YOUR GOAL: Among the lines of the records, find all that carry the word "object" and copy them.

(Stored records)
□ □ □ □ □ □ □

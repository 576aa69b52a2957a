//! Error types for memo
//!
//! 모든 에러를 중앙에서 관리

use thiserror::Error;

/// Result type alias
pub type Result<T> = std::result::Result<T, Error>;

/// memo 에러 타입
#[derive(Error, Debug)]
pub enum Error {
    // ========================================================================
    // 선언 관련 (configuration)
    // ========================================================================
    #[error("Already memoized {method} on {scope}{}", identifier_suffix(.identifier))]
    AlreadyMemoized {
        scope: String,
        method: String,
        identifier: Option<String>,
    },

    #[error("Not memoized: {0}")]
    NotMemoized(String),

    #[error("Invalid scope: {0}")]
    InvalidScope(String),

    // ========================================================================
    // 호출 관련 (usage)
    // ========================================================================
    #[error("Blocks are not supported with memoized method {method}{}", declared_suffix(.declared_at))]
    BlockNotSupported {
        method: String,
        declared_at: Option<String>,
    },

    #[error("undefined method `{method}' for {scope}")]
    NoSuchMethod { scope: String, method: String },

    #[error("super: no superclass method `{method}'")]
    NoSuperMethod { method: String },

    #[error("{visibility} method `{method}' called")]
    Visibility { method: String, visibility: String },

    #[error("wrong number of arguments for `{method}' (given {given}, expected {expected})")]
    Arity {
        method: String,
        expected: String,
        given: String,
    },

    #[error("Invalid argument: {0}")]
    InvalidArgument(String),

    #[error("Instance state is not a {0}")]
    StateType(&'static str),

    // ========================================================================
    // 메서드 본문에서 발생한 에러
    // ========================================================================
    #[error("{0}")]
    Raised(String),

    // ========================================================================
    // 설정/저장소 관련
    // ========================================================================
    #[error("Configuration error: {0}")]
    Config(String),

    #[error("IO error: {0}")]
    Io(#[from] std::io::Error),

    #[error("JSON error: {0}")]
    Json(#[from] serde_json::Error),
}

fn identifier_suffix(identifier: &Option<String>) -> String {
    identifier
        .as_ref()
        .map(|id| format!(" (identifier: {})", id))
        .unwrap_or_default()
}

fn declared_suffix(declared_at: &Option<String>) -> String {
    declared_at
        .as_ref()
        .map(|site| format!(" (memoized at {})", site))
        .unwrap_or_default()
}

impl Error {
    /// 선언 단계의 설정 오류인지 확인
    pub fn is_configuration(&self) -> bool {
        matches!(
            self,
            Error::AlreadyMemoized { .. } | Error::InvalidScope(_) | Error::Config(_)
        )
    }

    /// 호출 방식이 잘못된 경우인지 확인
    pub fn is_usage(&self) -> bool {
        matches!(
            self,
            Error::BlockNotSupported { .. }
                | Error::Visibility { .. }
                | Error::Arity { .. }
                | Error::InvalidArgument(_)
                | Error::NoSuchMethod { .. }
        )
    }

    /// 메서드 본문 에러 생성 헬퍼
    pub fn raised(message: impl Into<String>) -> Self {
        Error::Raised(message.into())
    }

    /// Arity 에러 생성 헬퍼
    pub fn arity(
        method: impl Into<String>,
        expected: impl Into<String>,
        given: impl Into<String>,
    ) -> Self {
        Error::Arity {
            method: method.into(),
            expected: expected.into(),
            given: given.into(),
        }
    }
}

#[cfg(test)]
mod tests {
    use super::*;

    #[test]
    fn test_already_memoized_message() {
        let err = Error::AlreadyMemoized {
            scope: "Person".to_string(),
            method: "name".to_string(),
            identifier: None,
        };
        assert_eq!(err.to_string(), "Already memoized name on Person");
        assert!(err.is_configuration());

        let err = Error::AlreadyMemoized {
            scope: "Student".to_string(),
            method: "name".to_string(),
            identifier: Some("student".to_string()),
        };
        assert!(err.to_string().ends_with("(identifier: student)"));
    }

    #[test]
    fn test_block_message_carries_site() {
        let err = Error::BlockNotSupported {
            method: "name".to_string(),
            declared_at: Some("tests/memoize_test.rs:42:5".to_string()),
        };
        assert!(err.to_string().contains("memoize_test.rs:42"));
        assert!(err.is_usage());
    }
}
//! Per-scope memoization registry

use parking_lot::{RwLock, RwLockWriteGuard};
use std::collections::HashSet;
use std::sync::Arc;

use super::spec::WrappedMethodSpec;
use crate::object::{Method, Scope};

/// A declared memoization and the method it replaced
#[derive(Debug, Clone)]
pub struct RegisteredSpec {
    pub spec: Arc<WrappedMethodSpec>,
    /// The method that was found when `memoize` ran
    pub original: Arc<Method>,
    /// Whether `original` came from this scope's own table
    pub original_is_local: bool,
}

/// Memoizations declared directly on one scope, in declaration order
#[derive(Debug, Default)]
pub struct MemoRegistry {
    entries: RwLock<Vec<RegisteredSpec>>,
}

impl MemoRegistry {
    pub fn new() -> Self {
        Self::default()
    }

    pub fn specs(&self) -> Vec<Arc<WrappedMethodSpec>> {
        self.entries.read().iter().map(|e| e.spec.clone()).collect()
    }

    pub fn find(&self, method: &str, identifier: Option<&str>) -> Option<RegisteredSpec> {
        self.entries
            .read()
            .iter()
            .find(|e| e.spec.matches(method, identifier))
            .cloned()
    }

    pub fn contains(&self, method: &str, identifier: Option<&str>) -> bool {
        self.entries
            .read()
            .iter()
            .any(|e| e.spec.matches(method, identifier))
    }

    pub fn remove(&self, method: &str, identifier: Option<&str>) -> Option<RegisteredSpec> {
        let mut entries = self.entries.write();
        let position = entries
            .iter()
            .position(|e| e.spec.matches(method, identifier))?;
        Some(entries.remove(position))
    }

    pub fn len(&self) -> usize {
        self.entries.read().len()
    }

    pub fn is_empty(&self) -> bool {
        self.entries.read().is_empty()
    }

    /// Held across the duplicate check and the insert
    pub(crate) fn write(&self) -> RwLockWriteGuard<'_, Vec<RegisteredSpec>> {
        self.entries.write()
    }
}

/// Specs visible along `ancestors`, most-derived first
///
/// A (method, identifier) pair appears once: a redeclaration further down
/// the hierarchy shadows the ancestor's.
pub fn collect_specs(ancestors: &[Arc<Scope>]) -> Vec<Arc<WrappedMethodSpec>> {
    let mut seen: HashSet<(String, Option<String>)> = HashSet::new();
    let mut out = Vec::new();
    for scope in ancestors {
        for spec in scope.registry().specs() {
            let key = (
                spec.method_name().to_string(),
                spec.identifier().map(String::from),
            );
            if seen.insert(key) {
                out.push(spec);
            }
        }
    }
    out
}
//! Bulk cache control: prime, flush and the freeze hook

use memo_foundation::{Error, Result};
use std::sync::Arc;
use tracing::debug;

use super::spec::WrappedMethodSpec;
use crate::object::{Args, FreezeHook, Instance, Scope};

/// Name of the hook that primes caches before an instance freezes
pub const FREEZE_HOOK: &str = "memoize_all";

/// Specs applicable to `instance`, narrowed to `names` when given
fn select(instance: &Instance, names: &[&str]) -> Result<Vec<Arc<WrappedMethodSpec>>> {
    let specs = instance.class().all_memoized_specs();
    if names.is_empty() {
        return Ok(specs);
    }

    let mut selected: Vec<Arc<WrappedMethodSpec>> = Vec::new();
    for name in names {
        let matching: Vec<_> = specs
            .iter()
            .filter(|s| s.method_name() == *name)
            .cloned()
            .collect();
        if matching.is_empty() {
            return Err(Error::NotMemoized(name.to_string()));
        }
        for spec in matching {
            if !selected.iter().any(|s| Arc::ptr_eq(s, &spec)) {
                selected.push(spec);
            }
        }
    }
    Ok(selected)
}

/// Populate the caches of `names` (every memoized method when empty)
///
/// Niladic methods are computed once; methods with parameters only get an
/// empty slot since there are no arguments to compute them with.
pub fn prime_cache(instance: &Instance, names: &[&str]) -> Result<usize> {
    let specs = select(instance, names)?;
    let ancestors = instance.class().ancestors();
    let mut primed = 0;

    for spec in &specs {
        if spec.is_niladic() {
            // Call the declaring scope's own entry so a subclass override
            // does not stand in for an ancestor's spec.
            let declared = ancestors
                .iter()
                .find(|s| s.id() == spec.scope_id())
                .and_then(|scope| scope.own_method(spec.method_name()).map(|m| (scope, m)));
            let Some((scope, method)) = declared else {
                debug!(spec = %spec, "declaring scope no longer defines the method, not primed");
                continue;
            };
            method.invoke(instance, scope, Args::none())?;
        } else {
            instance.memo().ensure_slot(spec);
        }
        primed += 1;
    }

    debug!(instance = %instance.id(), primed, "caches primed");
    Ok(primed)
}

/// Clear the caches of `names` (every memoized method when empty)
///
/// A frozen instance keeps its values.
pub fn flush_cache(instance: &Instance, names: &[&str]) -> Result<usize> {
    let specs = select(instance, names)?;
    let mut store = instance.memo();
    let flushed = specs.iter().filter(|spec| store.clear(spec)).count();
    drop(store);

    debug!(instance = %instance.id(), flushed, "caches flushed");
    Ok(flushed)
}

pub fn memoize_all(instance: &Instance) -> Result<usize> {
    prime_cache(instance, &[])
}

pub fn unmemoize_all(instance: &Instance) -> Result<usize> {
    flush_cache(instance, &[])
}

/// Prime every memoized method of an instance right before it freezes
pub(crate) fn install_freeze_hook(scope: &Scope) {
    if scope.has_freeze_hook(FREEZE_HOOK) {
        return;
    }
    scope.add_freeze_hook(FreezeHook::new(FREEZE_HOOK, |instance| {
        let primed = memoize_all(instance)?;
        debug!(instance = %instance.id(), primed, "primed before freeze");
        Ok(())
    }));
}
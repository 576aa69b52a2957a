//! # memo-foundation
//!
//! Foundation layer for memo:
//! - Error: 공통 에러 타입
//! - Config: 메모이제이션 설정 (MemoConfig)
//! - Storage: JsonStore (설정 파일)
//! - Cache: 캐시 키 인코딩/해시 유틸리티

pub mod cache;
pub mod config;
pub mod error;
pub mod storage;

// ============================================================================
// Error
// ============================================================================
pub use error::{Error, Result};

// ============================================================================
// Config (설정)
// ============================================================================
pub use config::{MemoConfig, MEMO_CONFIG_FILE};

// ============================================================================
// Storage (저장소)
// ============================================================================
pub use storage::{JsonStore, APP_DIR};

// ============================================================================
// Cache (키 인코딩)
// ============================================================================
pub use cache::{canonical_json, compute_hash, write_canonical};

□ □ □ □ □ □ □

THE COMPLETED TASK:
use crate::object::{Method, Scope};
use crate::object::{Args, FreezeHook, Instance, Scope};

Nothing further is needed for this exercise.